Description
Session Description
While the work and philosophy of Paulo Freire predates the widespread implementation of digital technology in education, and the emergence of open educational practices as we currently observe and understand them, Freire (1974, 1975) continues to provide a vital critical lense through which we can scrutinise and challenge the nature and purpose of education, and seek to better position higher education as a democratic public good.
Using a Freirean approach that is grounded within critical pedagogy, this session will take the form of a culture circle (Freire, 1974) in which participants will be supported to identify what is to be challenged and changed, with respect to how open education is conceptualised and enacted, in their own educational contexts. Working with participants to locate their personal, institutional and community contexts within a micro, meso, macro framework, the facilitators will share ideas and artefacts from a longitudinal process of dialogue, research and reflection that has resulted in a recently published monograph on the concept of the ‘Digital University’ (Johnston, MacNeill and Smyth, 2019). This work situates open as a central part of a new model for pedagogical and strategic development within universities that challenges the dominance of neoliberal platforms, technology providers and modes of delivery in tertiary education, and which argues for a rethinking of how digital and open education practices are developed and positioned within and beyond the university. Key points and areas of concern within the context of the authors work and critique concern porosity, curriculum development, educational institutions as technology rich space within our communities, value pluralism, public pedagogy (Giroux, 2000) and civic responsibility.

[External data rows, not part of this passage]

//! Marker selection over an occurrence matrix.
//!
//! The greedy optimizer grows the marker set one gene family at a time, each
//! round scoring every remaining candidate against the current coverage and
//! keeping the best. Candidates are scored in parallel; the pool is only
//! touched once every score of the round is in. Ties are broken by higher
//! total occurrence count and then by the lexicographically smallest gene
//! family, so the result never depends on thread scheduling.
//!
//! An exhaustive mode scores every combination and is meant for checking the
//! greedy result on small pools.

use crate::error::{MarselError, Result};
use crate::matrix::OccurrenceMatrix;
use crate::objective::{CoverageState, DEFAULT_PSEUDOCOUNT, Exponent, score};
use indicatif::{ProgressBar, ProgressDrawTarget, ProgressStyle};
use itertools::Itertools;
use log::{debug, warn};
use rayon::prelude::*;
use serde::{Deserialize, Serialize};
use std::cmp::Ordering;
use std::time::{Duration, Instant};

/// Largest number of combinations the exhaustive search will evaluate
pub const EXHAUSTIVE_LIMIT: u128 = 5_000_000;

/// Search strategy
#[derive(Debug, Clone, Copy, PartialEq, Eq, Default, Serialize, Deserialize)]
#[serde(rename_all = "lowercase")]
pub enum Strategy {
    #[default]
    Greedy,
    Exhaustive,
}

#[derive(Debug, Clone, PartialEq, Serialize, Deserialize)]
pub struct SelectedMarker {
    pub family: String,
    /// 1-based selection order
    pub rank: usize,
    /// Score of the marker set up to and including this marker
    pub score: f64,
    /// Genomes in which the gene family occurs
    pub genomes: usize,
    /// Retained ORFs of the gene family over all genomes
    pub total_count: u64,
}

/// How a selection ended
#[derive(Debug, Clone, Copy, PartialEq, Eq, Serialize, Deserialize)]
#[serde(tag = "status", rename_all = "snake_case")]
pub enum SelectionStatus {
    Complete,
    /// The pool ran dry before k markers were selected
    InsufficientCandidates { requested: usize, available: usize },
    /// The time budget ran out before k markers were selected
    TimedOut { requested: usize, selected: usize },
}

#[derive(Debug, Clone, PartialEq, Serialize, Deserialize)]
pub struct Selection {
    pub markers: Vec<SelectedMarker>,
    pub status: SelectionStatus,
}

impl Selection {
    /// Selected gene families in selection order
    pub fn families(&self) -> Vec<String> {
        self.markers.iter().map(|m| m.family.clone()).collect()
    }

    pub fn len(&self) -> usize {
        self.markers.len()
    }

    pub fn is_empty(&self) -> bool {
        self.markers.is_empty()
    }

    pub fn is_complete(&self) -> bool {
        self.status == SelectionStatus::Complete
    }

    /// Score of the full selection (0.0 when nothing was selected)
    pub fn final_score(&self) -> f64 {
        self.markers.last().map_or(0.0, |m| m.score)
    }

    /// Turn a partial selection caused by a small pool into an error
    pub fn require_complete(self) -> Result<Self> {
        match self.status {
            SelectionStatus::InsufficientCandidates {
                requested,
                available,
            } => Err(MarselError::InsufficientCandidates {
                requested,
                available,
            }),
            _ => Ok(self),
        }
    }
}

/// One scored candidate of a greedy round
#[derive(Debug, Clone, Copy)]
struct Candidate<'a> {
    slot: usize,
    family: usize,
    name: &'a str,
    score: f64,
    total_count: u64,
}

/// Higher score, then higher total count, then smaller name wins
fn compare_candidates(a: &Candidate, b: &Candidate) -> Ordering {
    a.score
        .total_cmp(&b.score)
        .then(a.total_count.cmp(&b.total_count))
        .then_with(|| b.name.cmp(a.name))
}

/// Number of k-combinations of n items, saturating at `u128::MAX`
pub fn combinations(n: usize, k: usize) -> u128 {
    if k > n {
        return 0;
    }
    let k = k.min(n - k);
    let mut result: u128 = 1;
    for i in 0..k {
        result = match result.checked_mul((n - i) as u128) {
            Some(product) => product / (i as u128 + 1),
            None => return u128::MAX,
        };
    }
    result
}

pub struct Optimizer<'a> {
    matrix: &'a OccurrenceMatrix,
    k: usize,
    exponent: Exponent,
    pseudocount: f64,
    time_budget: Option<Duration>,
    progress: bool,
}

impl<'a> Optimizer<'a> {
    /// Optimizer selecting `k` markers with the default geometric mean objective
    pub fn new(matrix: &'a OccurrenceMatrix, k: usize) -> Self {
        Self {
            matrix,
            k,
            exponent: Exponent::default(),
            pseudocount: DEFAULT_PSEUDOCOUNT,
            time_budget: None,
            progress: false,
        }
    }

    pub fn with_exponent(mut self, exponent: Exponent) -> Self {
        self.exponent = exponent;
        self
    }

    pub fn with_pseudocount(mut self, pseudocount: f64) -> Self {
        self.pseudocount = pseudocount;
        self
    }

    /// Stop the greedy search once this much wall-clock time has passed
    pub fn with_time_budget(mut self, time_budget: Option<Duration>) -> Self {
        self.time_budget = time_budget;
        self
    }

    /// Show a progress bar on stderr
    pub fn with_progress(mut self, progress: bool) -> Self {
        self.progress = progress;
        self
    }

    pub fn run(&self, strategy: Strategy) -> Result<Selection> {
        match strategy {
            Strategy::Greedy => self.greedy(),
            Strategy::Exhaustive => self.exhaustive(),
        }
    }

    fn check_k(&self) -> Result<()> {
        if self.k == 0 {
            return Err(MarselError::InvalidK(self.k));
        }
        Ok(())
    }

    fn marker(&self, family: usize, rank: usize, score: f64) -> SelectedMarker {
        SelectedMarker {
            family: self.matrix.families()[family].clone(),
            rank,
            score,
            genomes: self.matrix.prevalence(family),
            total_count: self.matrix.total_count(family),
        }
    }

    fn shortfall_status(&self, available: usize) -> SelectionStatus {
        if available < self.k {
            warn!(
                "Only {} candidate gene families available; selecting {} of {} requested markers",
                available, available, self.k
            );
            SelectionStatus::InsufficientCandidates {
                requested: self.k,
                available,
            }
        } else {
            SelectionStatus::Complete
        }
    }

    fn progress_bar(&self, len: usize) -> Option<ProgressBar> {
        if !self.progress {
            return None;
        }
        let pb = ProgressBar::with_draw_target(Some(len as u64), ProgressDrawTarget::stderr());
        pb.set_style(
            ProgressStyle::with_template("Selecting markers {bar:40} {pos}/{len} [{elapsed_precise}]")
                .unwrap_or_else(|_| ProgressStyle::default_bar()),
        );
        Some(pb)
    }

    /// Greedy forward selection
    pub fn greedy(&self) -> Result<Selection> {
        self.check_k()?;

        let matrix = self.matrix;
        let mut pool: Vec<usize> = (0..matrix.n_families()).collect();
        let target = self.k.min(pool.len());
        let mut status = self.shortfall_status(pool.len());

        let deadline = self
            .time_budget
            .and_then(|budget| Instant::now().checked_add(budget));
        let progress = self.progress_bar(target);
        let mut state = CoverageState::new(matrix.n_genomes());
        let mut markers = Vec::with_capacity(target);

        for rank in 1..=target {
            if deadline.is_some_and(|deadline| Instant::now() >= deadline) {
                warn!(
                    "Time budget exhausted after selecting {} of {} markers",
                    markers.len(),
                    self.k
                );
                status = SelectionStatus::TimedOut {
                    requested: self.k,
                    selected: markers.len(),
                };
                break;
            }

            let best = pool
                .par_iter()
                .enumerate()
                .map(|(slot, &family)| Candidate {
                    slot,
                    family,
                    name: &matrix.families()[family],
                    score: state.score_with(matrix.column(family), self.exponent, self.pseudocount),
                    total_count: matrix.total_count(family),
                })
                .max_by(compare_candidates);

            let Some(best) = best else {
                break;
            };

            pool.remove(best.slot);
            state.add(matrix.column(best.family));
            debug!(
                "Marker {}: {} (score {:.6}, {} genomes, {} ORFs)",
                rank,
                best.name,
                best.score,
                matrix.prevalence(best.family),
                best.total_count
            );
            markers.push(self.marker(best.family, rank, best.score));

            if let Some(ref pb) = progress {
                pb.inc(1);
            }
        }

        if let Some(pb) = progress {
            pb.finish_and_clear();
        }

        Ok(Selection { markers, status })
    }

    /// Score every combination of `min(k, pool)` candidates and keep the best.
    ///
    /// Ties go to the higher summed occurrence count, then to the
    /// lexicographically smallest list of gene families. Markers are reported
    /// in gene family order. The time budget is not applied here.
    pub fn exhaustive(&self) -> Result<Selection> {
        self.check_k()?;

        let matrix = self.matrix;
        let pool = matrix.n_families();
        let size = self.k.min(pool);
        let count = combinations(pool, size);
        if count > EXHAUSTIVE_LIMIT {
            return Err(MarselError::ExhaustiveSearchTooLarge {
                pool,
                k: size,
                combinations: count,
                limit: EXHAUSTIVE_LIMIT,
            });
        }
        let status = self.shortfall_status(pool);

        let evaluate = |combination: Vec<usize>| {
            let mut coverage = vec![0u32; matrix.n_genomes()];
            for &family in &combination {
                for &(genome, _) in matrix.column(family) {
                    coverage[genome] += 1;
                }
            }
            let total: u64 = combination.iter().map(|&f| matrix.total_count(f)).sum();
            (score(&coverage, self.exponent, self.pseudocount), total, combination)
        };

        let best = (0..pool)
            .combinations(size)
            .par_bridge()
            .map(evaluate)
            .max_by(|a, b| {
                a.0.total_cmp(&b.0)
                    .then(a.1.cmp(&b.1))
                    .then_with(|| b.2.cmp(&a.2))
            });

        let mut markers = Vec::with_capacity(size);
        if let Some((_, _, combination)) = best {
            let mut state = CoverageState::new(matrix.n_genomes());
            for (i, &family) in combination.iter().enumerate() {
                state.add(matrix.column(family));
                let prefix_score = state.score(self.exponent, self.pseudocount);
                markers.push(self.marker(family, i + 1, prefix_score));
            }
        }

        Ok(Selection { markers, status })
    }
}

We believe our critique and models (which include a Conceptual Matrix for the University and a model for The Digitally Distributed Curriculum) provide a tangible new way to conceptualise open as a fundamental dimension of organisational and curriculum developments. Thereby providing a force for change that actively brings open in from the periphery to permeate all levels of educational strategy, structures and relationships across international boundaries.
It is our hope that the session will encourage a discussion of participants’ positionality in relation to their definitions and personal experience of geopolitics, university developments and their experience of peripherality. The discussions will be based on the language of hope and critique as advocated by Freire.
Session content
Session Outline
Intro and overview of themes and how session will run (10 mins)
Individual response to prompt (5 mins)
Group discussion sharing individual responses and identifying common themes (15 mins)
Open discussion (including sharing of additional artefacts) – sharing of group responses, development of generative themes (20 mins)
Summary (10 mins)
Maximum Number of participants: 20
References
Freire, P. (1974). Education for Critical Consciousness. London: Bloomsbury Academic.
Freire, P. (1975) Pedagogy of the Oppressed. New York: Continuum.
Giroux, H.A. (2000) Public Pedagogy and the Responsibility of Intellectuals: Youth, Littleton, and the loss of innocence, JAC, Vol. 20, No. 1, pp. 9-42.
Johnston, B., MacNeill, S. and Smyth, K. (2019) Conceptualising the Digital University: The Intersection of Policy, Pedagogy and Practice. Palgrave MacMillan.